_DIRECTIONS_: Go over each line of the entries below, count those with "ReconError", and give only the count.

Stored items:
◆ ◆ ◆ ◆

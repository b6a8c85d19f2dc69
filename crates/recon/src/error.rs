use thiserror::Error;

use crate::record::{DocumentKind, RefField};

/// Structural failures. Data-quality problems (missing references, bad dates,
/// empty collections) never surface here; they degrade coverage instead.
#[derive(Debug, Error)]
pub enum ReconError {
    /// TOML parse / deserialization error.
    #[error("config parse error: {0}")]
    ConfigParse(String),

    /// Config validation error (missing source, duplicate link name, etc.).
    #[error("config validation error: {0}")]
    ConfigValidation(String),

    /// A link or the pairing section names a source that is not configured.
    #[error("unknown source: {0}")]
    UnknownSource(String),

    /// A field selector names a field the document kind does not carry.
    #[error("{kind} records do not carry field '{field}'")]
    FieldNotCarried { kind: DocumentKind, field: RefField },

    /// A configured column is absent from an input file's header.
    #[error("source '{source_name}': missing column '{column}'")]
    MissingColumn { source_name: String, column: String },

    /// File read / CSV framing error.
    #[error("IO error: {0}")]
    Io(String),

    /// Excel workbook could not be opened or read.
    #[error("workbook error: {0}")]
    Workbook(String),
}

impl From<std::io::Error> for ReconError {
    fn from(e: std::io::Error) -> Self {
        Self::Io(e.to_string())
    }
}

impl From<csv::Error> for ReconError {
    fn from(e: csv::Error) -> Self {
        Self::Io(e.to_string())
    }
}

◆ ◆ ◆ ◆

_WRITTEN ANSWER_: 3